9. A system for monitoring operation of an engine in power equipment comprising a programmable controller and interface circuitry for monitoring a status of the engine and a battery for starting said engine, said controller programmed to categorize the system into a sequence of operating states based on monitored conditions wherein the operating states comprise:

an initial operating state in which the controller is powered by a battery to determine an operating condition of the engine;

a pre-starting state which the controller transitions to prior to starting of said engine in response in response to a external start signal;

a starting state which the controller transitions to as the engine is starting as indicated by a drop in sensed battery voltage below a threshold due to cranking of a starter;

a post start state which the controller transitions to based on an increase in sensed battery voltage above said threshold due to charging of the battery;

a running state which the controller transitions to from the post start state based on detected electrical noise in the interface circuitry and during which the engine operating time is accumulated by said controller; and

a post running state which the controller enters from the running state in response to a cessation of detected electrical noise and which transitions back to the initial operating state after a delay.

10. The system of claim 9 wherein the controller transitions to the starting state from the pre-starting state based on sensed voltage of a power source for providing starting power to crank the engine.

11. The system of claim 10 wherein the controller transitions back to the pre-starting state in the event a drop in sensed voltage from the power source is not sensed for a predetermined minimum amount of time.

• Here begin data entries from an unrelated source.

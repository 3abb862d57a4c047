//! In-memory backend.
//!
//! Evaluates plans with nested-loop joins over row vectors. Semantics follow
//! the SQLite backend: three-valued predicate logic, NULLs first in
//! ascending order, COUNT(DISTINCT) ignoring NULLs and a single count row
//! for an ungrouped aggregate over no rows.

use std::cmp::Ordering;
use std::collections::HashMap;

use apiquery_proto::{SortOrder, Value};
use parking_lot::RwLock;

use super::{Loader, Row, Storage, StorageError, TableSchema};
use crate::catalog::{ColumnRef, Join, JoinCondition};
use crate::query::{like_match, Predicate, QueryPlan, SelectExpr};

#[derive(Debug, Default)]
struct Table {
    columns: Vec<String>,
    rows: Vec<Vec<Value>>,
}

impl Table {
    fn column_index(&self, column: &str) -> Option<usize> {
        self.columns.iter().position(|c| c == column)
    }
}

/// Storage over in-memory tables.
///
/// Tables have no key constraints, so duplicate primary keys can be stored.
#[derive(Debug, Default)]
pub struct MemoryStore {
    tables: RwLock<HashMap<String, Table>>,
}

impl MemoryStore {
    /// Create an empty store.
    pub fn new() -> Self {
        Self::default()
    }

    /// Number of rows in a table.
    pub fn row_count(&self, table: &str) -> usize {
        self.tables.read().get(table).map_or(0, |t| t.rows.len())
    }
}

impl Storage for MemoryStore {
    fn select(&self, plan: &QueryPlan) -> Result<Vec<Row>, StorageError> {
        let tables = self.tables.read();
        Evaluator { tables: &tables }.run(plan)
    }
}

impl Loader for MemoryStore {
    fn create_table(&self, schema: &TableSchema) -> Result<(), StorageError> {
        self.tables
            .write()
            .entry(schema.name.clone())
            .or_insert_with(|| Table {
                columns: schema.columns.iter().map(|f| f.name.clone()).collect(),
                rows: Vec::new(),
            });
        Ok(())
    }

    fn insert(&self, table: &str, row: &Row) -> Result<(), StorageError> {
        let mut tables = self.tables.write();
        let target = tables
            .get_mut(table)
            .ok_or_else(|| StorageError::UnknownTable(table.to_string()))?;

        let mut values = vec![Value::Null; target.columns.len()];
        for (name, value) in row.iter() {
            let index = target
                .column_index(name)
                .ok_or_else(|| StorageError::UnknownColumn(format!("{table}.{name}")))?;
            values[index] = value.clone();
        }
        target.rows.push(values);
        Ok(())
    }
}

/// One bound table row: alias, table and row values.
type Binding<'a> = (&'a str, &'a Table, &'a [Value]);

/// Bindings of every table in scope for one candidate row.
type Frame<'a> = Vec<Binding<'a>>;

struct Evaluator<'a> {
    tables: &'a HashMap<String, Table>,
}

impl<'a> Evaluator<'a> {
    fn table(&self, name: &str) -> Result<&'a Table, StorageError> {
        self.tables
            .get(name)
            .ok_or_else(|| StorageError::UnknownTable(name.to_string()))
    }

    fn run(&self, plan: &'a QueryPlan) -> Result<Vec<Row>, StorageError> {
        let base = self.table(&plan.table)?;
        let frames: Vec<Frame<'a>> = base
            .rows
            .iter()
            .map(|row| vec![(plan.alias.as_str(), base, row.as_slice())])
            .collect();
        let frames = self.expand(frames, &plan.joins)?;

        let mut matched = Vec::new();
        for frame in frames {
            if self.all_true(&frame, &plan.predicates)? {
                matched.push(frame);
            }
        }

        // Without aggregation every matched frame is its own group.
        let groups = if plan.is_aggregate() {
            self.group(matched, &plan.group_by)?
        } else {
            matched.into_iter().map(|frame| vec![frame]).collect()
        };

        // (sort key, output row)
        let mut output: Vec<(Vec<Value>, Row)> = Vec::with_capacity(groups.len());
        for group in &groups {
            let first = group.first();
            let mut sort_key = Vec::with_capacity(plan.order_by.len());
            for term in &plan.order_by {
                sort_key.push(match first {
                    Some(frame) => lookup(frame, &term.column)?.clone(),
                    None => Value::Null,
                });
            }
            let mut row = Row::new();
            for item in &plan.select {
                let value = match &item.expr {
                    SelectExpr::Column(column) => match first {
                        Some(frame) => lookup(frame, column)?.clone(),
                        None => Value::Null,
                    },
                    SelectExpr::CountDistinct(column) => {
                        Value::Int(count_distinct(group, column)? as i64)
                    }
                };
                row.push(item.name.clone(), value);
            }
            output.push((sort_key, row));
        }

        output.sort_by(|(a, _), (b, _)| {
            for ((x, y), term) in a.iter().zip(b.iter()).zip(&plan.order_by) {
                let ordering = match term.order {
                    SortOrder::Asc => x.compare(y),
                    SortOrder::Desc => y.compare(x),
                };
                if ordering != Ordering::Equal {
                    return ordering;
                }
            }
            Ordering::Equal
        });

        let mut rows: Vec<Row> = Vec::with_capacity(output.len());
        for (_, row) in output {
            if plan.distinct && rows.iter().any(|seen| same_row(seen, &row)) {
                continue;
            }
            rows.push(row);
        }

        if let Some(limit) = plan.limit {
            rows.truncate(usize::try_from(limit).unwrap_or(usize::MAX));
        }
        Ok(rows)
    }

    fn expand(
        &self,
        mut frames: Vec<Frame<'a>>,
        joins: &'a [Join],
    ) -> Result<Vec<Frame<'a>>, StorageError> {
        for join in joins {
            let table = self.table(&join.table)?;
            let mut next = Vec::new();
            for frame in &frames {
                for row in &table.rows {
                    let mut candidate = frame.clone();
                    candidate.push((join.alias.as_str(), table, row.as_slice()));
                    if join_matches(&candidate, join)? {
                        next.push(candidate);
                    }
                }
            }
            frames = next;
        }
        Ok(frames)
    }

    fn group(
        &self,
        frames: Vec<Frame<'a>>,
        group_by: &[ColumnRef],
    ) -> Result<Vec<Vec<Frame<'a>>>, StorageError> {
        let mut groups: Vec<(Vec<Value>, Vec<Frame<'a>>)> = Vec::new();
        for frame in frames {
            let mut key = Vec::with_capacity(group_by.len());
            for column in group_by {
                key.push(lookup(&frame, column)?.clone());
            }
            match groups.iter_mut().find(|(existing, _)| same_values(existing, &key)) {
                Some((_, members)) => members.push(frame),
                None => groups.push((key, vec![frame])),
            }
        }
        if group_by.is_empty() && groups.is_empty() {
            groups.push((Vec::new(), Vec::new()));
        }
        Ok(groups.into_iter().map(|(_, members)| members).collect())
    }

    fn all_true(
        &self,
        frame: &Frame<'a>,
        predicates: &'a [Predicate],
    ) -> Result<bool, StorageError> {
        for predicate in predicates {
            if self.eval(frame, predicate)? != Some(true) {
                return Ok(false);
            }
        }
        Ok(true)
    }

    // None is SQL's UNKNOWN.
    fn eval(
        &self,
        frame: &Frame<'a>,
        predicate: &'a Predicate,
    ) -> Result<Option<bool>, StorageError> {
        Ok(match predicate {
            Predicate::In { column, values } => {
                let value = lookup(frame, column)?;
                if value.is_null() {
                    None
                } else if values.iter().any(|v| value.loose_eq(v)) {
                    Some(true)
                } else if values.iter().any(Value::is_null) {
                    None
                } else {
                    Some(false)
                }
            }
            Predicate::Like {
                column,
                pattern,
                case_insensitive,
            } => {
                let value = lookup(frame, column)?;
                if value.is_null() {
                    None
                } else {
                    let text = value.to_string();
                    let text = if *case_insensitive {
                        text.to_ascii_uppercase()
                    } else {
                        text
                    };
                    Some(like_match(&text, pattern))
                }
            }
            Predicate::Not(inner) => self.eval(frame, inner)?.map(|b| !b),
            Predicate::And(items) => {
                let mut result = Some(true);
                for item in items {
                    match self.eval(frame, item)? {
                        Some(false) => return Ok(Some(false)),
                        None => result = None,
                        Some(true) => {}
                    }
                }
                result
            }
            Predicate::Or(items) => {
                let mut result = Some(false);
                for item in items {
                    match self.eval(frame, item)? {
                        Some(true) => return Ok(Some(true)),
                        None => result = None,
                        Some(false) => {}
                    }
                }
                result
            }
            Predicate::Exists { joins, predicates } => {
                let candidates = self.expand(vec![frame.clone()], joins)?;
                let mut found = false;
                for candidate in &candidates {
                    if self.all_true(candidate, predicates)? {
                        found = true;
                        break;
                    }
                }
                Some(found)
            }
            Predicate::False => Some(false),
        })
    }
}

// Inner aliases shadow outer ones, so search from the end.
fn lookup<'f>(frame: &'f [Binding<'_>], column: &ColumnRef) -> Result<&'f Value, StorageError> {
    let unknown = || StorageError::UnknownColumn(column.to_string());
    let (_, table, row) = frame
        .iter()
        .rev()
        .find(|(alias, _, _)| *alias == column.alias)
        .ok_or_else(unknown)?;
    let index = table.column_index(&column.column).ok_or_else(unknown)?;
    row.get(index).ok_or_else(unknown)
}

fn join_matches(frame: &[Binding<'_>], join: &Join) -> Result<bool, StorageError> {
    for condition in &join.on {
        let matched = match condition {
            JoinCondition::Eq(left, right) => lookup(frame, left)?.loose_eq(lookup(frame, right)?),
            JoinCondition::NullSafeEq(left, right) => {
                let (left, right) = (lookup(frame, left)?, lookup(frame, right)?);
                (left.is_null() && right.is_null()) || left.loose_eq(right)
            }
        };
        if !matched {
            return Ok(false);
        }
    }
    Ok(true)
}

fn count_distinct(frames: &[Frame<'_>], column: &ColumnRef) -> Result<usize, StorageError> {
    let mut seen: Vec<&Value> = Vec::new();
    for frame in frames {
        let value = lookup(frame, column)?;
        if !value.is_null() && !seen.iter().any(|v| v.compare(value) == Ordering::Equal) {
            seen.push(value);
        }
    }
    Ok(seen.len())
}

fn same_values(a: &[Value], b: &[Value]) -> bool {
    a.len() == b.len() && a.iter().zip(b).all(|(x, y)| x.compare(y) == Ordering::Equal)
}

fn same_row(a: &Row, b: &Row) -> bool {
    a.len() == b.len()
        && a
            .iter()
            .zip(b.iter())
            .all(|((_, x), (_, y))| x.compare(y) == Ordering::Equal)
}
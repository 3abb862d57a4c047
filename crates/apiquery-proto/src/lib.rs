//! apiquery protocol types.
//!
//! This crate defines the caller-facing types of the entity access engine.
//!
//! # Modules
//!
//! - [`value`] - Scalar values and primary keys
//! - [`options`] - Typed `get` options
//! - [`result`] - Result entities, keyed maps and counts
//! - [`error`] - Value decoding errors

pub mod error;
pub mod options;
pub mod result;
pub mod value;

pub use error::Error;

// Re-export commonly used types at crate root
pub use options::{GetOptions, Output, Search, Select, SortOrder, SortSpec};
pub use result::{Entity, EntityMap, FieldValue, GetResult, GroupCount};
pub use value::{Key, Value};

/// Output keyword selecting every column.
pub const OUTPUT_EXTEND: &str = "extend";

/// Output keyword selecting a related-object count.
pub const OUTPUT_COUNT: &str = "count";

/// Column name carrying counts in count-mode rows.
pub const ROWS_COUNT: &str = "rowscount";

12. The system of claim 9 additionally comprises a noise detection circuit coupled to a power source for starting the engine and also coupled to the controller for transmitting a signal indicating the existence of noise due to a running engine to a noise monitoring input of the controller, wherein the controller includes an aid converter for converting the signal at the noise monitoring input to a digital value and further wherein the controller evaluates the digital value based on one or more programmed parameters deemed to indicate a signature of a running engine.

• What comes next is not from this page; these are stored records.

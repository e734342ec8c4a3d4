//! DNS interception proxy orchestration.
//!
//! Binds the UDP and TCP listeners on the same port and runs them until
//! shutdown.

use std::future::Future;
use std::io;
use std::net::SocketAddr;
use std::sync::Arc;
use std::time::Duration;

use tokio::sync::watch;
use tracing::{error, info};

use crate::dialer::{DEFAULT_DIAL_TIMEOUT, MarkedDialer};
use crate::forwarder::{DEFAULT_QUERY_TIMEOUT, Forwarder};
use crate::transport::Relay;
use crate::transport::tcp::{DEFAULT_IDLE_TIMEOUT, TcpTransport};
use crate::transport::udp::{DEFAULT_MAX_INFLIGHT, UdpTransport};

/// Port the proxy listens on unless told otherwise.
pub const DEFAULT_PORT: u16 = 15353;

/// Configuration for the DNS proxy.
#[derive(Debug, Clone)]
pub struct ProxyConfig {
    /// Local address to bind (e.g., 127.0.0.1:15353). Must use the port the
    /// redirect rules point at.
    pub bind_addr: SocketAddr,
    /// Upstream resolvers, tried in order.
    pub upstreams: Vec<SocketAddr>,
    pub dial_timeout: Duration,
    /// Bound on one upstream round trip.
    pub query_timeout: Duration,
    /// How long a client TCP connection may idle between queries.
    pub idle_timeout: Duration,
    /// Reply SERVFAIL when forwarding fails.
    pub servfail: bool,
    /// Cap on concurrently relayed UDP queries.
    pub max_inflight: usize,
    /// Mark upstream sockets. Off only for unprivileged runs.
    pub mark: bool,
    /// `None` disables the periodic stats line.
    pub stats_interval: Option<Duration>,
    /// Log every forwarded query at `info`.
    pub verbose: bool,
}

impl ProxyConfig {
    pub fn new(bind_addr: SocketAddr, upstreams: Vec<SocketAddr>) -> Self {
        Self {
            bind_addr,
            upstreams,
            dial_timeout: DEFAULT_DIAL_TIMEOUT,
            query_timeout: DEFAULT_QUERY_TIMEOUT,
            idle_timeout: DEFAULT_IDLE_TIMEOUT,
            servfail: true,
            max_inflight: DEFAULT_MAX_INFLIGHT,
            mark: true,
            stats_interval: Some(Duration::from_secs(60)),
            verbose: false,
        }
    }

    /// Longest one query can legitimately take: every upstream dialed and
    /// waited on in turn. Shutdown waits this long for in-flight queries.
    pub fn drain_timeout(&self) -> Duration {
        let attempts = self.upstreams.len().clamp(1, u32::MAX as usize) as u32;
        (self.dial_timeout + self.query_timeout) * attempts
    }

    /// The upstream dialer this configuration asks for.
    pub fn dialer(&self) -> MarkedDialer {
        if self.mark {
            MarkedDialer::platform_default(self.dial_timeout)
        } else {
            MarkedDialer::unmarked(self.dial_timeout)
        }
    }
}

/// Bound but not yet serving proxy.
pub struct Proxy {
    config: ProxyConfig,
    udp: UdpTransport,
    tcp: TcpTransport,
    relay: Arc<Relay>,
    local_addr: SocketAddr,
}

impl Proxy {
    /// Bind both listeners, using the dialer `config` asks for.
    pub async fn bind(config: ProxyConfig) -> io::Result<Self> {
        let dialer = config.dialer();
        Self::bind_with_dialer(config, dialer).await
    }

    pub async fn bind_with_dialer(config: ProxyConfig, dialer: MarkedDialer) -> io::Result<Self> {
        let udp = UdpTransport::bind(config.bind_addr).await?;
        let local_addr = udp.local_addr()?;
        // An ephemeral port is resolved by the UDP bind; TCP reuses it.
        let tcp = TcpTransport::bind(local_addr).await?;

        let forwarder = Forwarder::new(config.upstreams.clone(), dialer, config.query_timeout);
        let relay = Arc::new(Relay::new(forwarder, config.servfail, config.verbose));

        Ok(Self {
            config,
            udp,
            tcp,
            relay,
            local_addr,
        })
    }

    /// Address both listeners are bound to.
    pub fn local_addr(&self) -> SocketAddr {
        self.local_addr
    }

    /// Serve until `shutdown` resolves, then close the listeners.
    ///
    /// Returns once queries already in flight have been answered, or after
    /// [`ProxyConfig::drain_timeout`] at the latest. Both listening sockets
    /// are released by then.
    pub async fn serve<F>(self, shutdown: F) -> io::Result<()>
    where
        F: Future<Output = ()>,
    {
        info!("DNS proxy listening on {} (UDP+TCP)", self.local_addr);
        let upstream_strs: Vec<_> = self
            .config
            .upstreams
            .iter()
            .map(|a| a.to_string())
            .collect();
        info!("Forwarding to upstreams: {}", upstream_strs.join(", "));

        let (stop_tx, stop_rx) = watch::channel(false);
        let grace = self.config.drain_timeout();

        let udp = self.udp.start(
            self.relay.clone(),
            self.config.max_inflight,
            grace,
            stop_rx.clone(),
        );
        let tcp = self.tcp.start(
            self.relay.clone(),
            self.config.idle_timeout,
            grace,
            stop_rx.clone(),
        );
        let stats = self.config.stats_interval.map(|every| {
            tokio::spawn(report_stats(self.relay.clone(), every, stop_rx.clone()))
        });

        shutdown.await;
        info!("shutting down DNS proxy");
        let _ = stop_tx.send(true);

        for (name, task) in [("UDP", udp), ("TCP", tcp)] {
            if let Err(e) = task.await {
                error!("{} listener task failed: {}", name, e);
            }
        }
        if let Some(stats) = stats {
            let _ = stats.await;
        }

        Ok(())
    }
}

/// Print a stats line every `every` until shutdown.
async fn report_stats(relay: Arc<Relay>, every: Duration, mut shutdown: watch::Receiver<bool>) {
    let mut interval = tokio::time::interval(every);
    interval.tick().await; // Skip first immediate tick

    loop {
        tokio::select! {
            _ = shutdown.changed() => break,
            _ = interval.tick() => {
                let stats = relay.stats.snapshot_and_reset();
                info!(
                    "[stats] requests={} forwarded={} failed={} servfail={} dropped={} avg_response={:.2}ms",
                    stats.requests,
                    stats.forwarded,
                    stats.failed,
                    stats.servfail,
                    stats.dropped,
                    stats.avg_response_ms
                );
            }
        }
    }
}

/// Resolves on Ctrl-C or, on Unix, SIGTERM.
pub async fn shutdown_signal() {
    #[cfg(unix)]
    {
        use tokio::signal::unix::{SignalKind, signal};

        match signal(SignalKind::terminate()) {
            Ok(mut term) => {
                tokio::select! {
                    _ = tokio::signal::ctrl_c() => {}
                    _ = term.recv() => {}
                }
            }
            Err(e) => {
                error!("failed to install SIGTERM handler: {}", e);
                let _ = tokio::signal::ctrl_c().await;
            }
        }
    }

    #[cfg(not(unix))]
    {
        let _ = tokio::signal::ctrl_c().await;
    }
}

13. A method for monitoring operation of an engine in power equipment having a battery for starting the engine comprising:

from an initial operating state in which battery voltage is available for starting the engine determining starting of said engine in response to a external start signal by sensing first a drop in battery voltage during engine cranking followed by sensing a rise in battery voltage as the engine starts and the battery begins to be charged by a generator coupled to said battery;

accumulating engine run time subsequent to starting of the engine by sensing electrical noise in a detection circuit coupled to the battery due to operation of the engine subsequent to the starting of the engine; and

ending accumulation of the engine run time upon a cessation of detected electrical noise.

14. The method of claim 13 wherein the sensing is performed by a noise detection circuit coupled to a power source for starting the engine and also coupled to a programmable controller that monitors a noise monitoring input from the noise detection circuit, wherein the controller converts a signal at the noise monitoring input to a digital value and further wherein the controller evaluates the digital value based on one or more programmed parameters deemed to indicate a signature of a running engine before it accumulates engine run time.

15. The method of claim 14 wherein the noise detection circuit detects electrical noise of having a frequency below a cutoff frequency and wherein the programmed parameters are based on the cutoff frequency.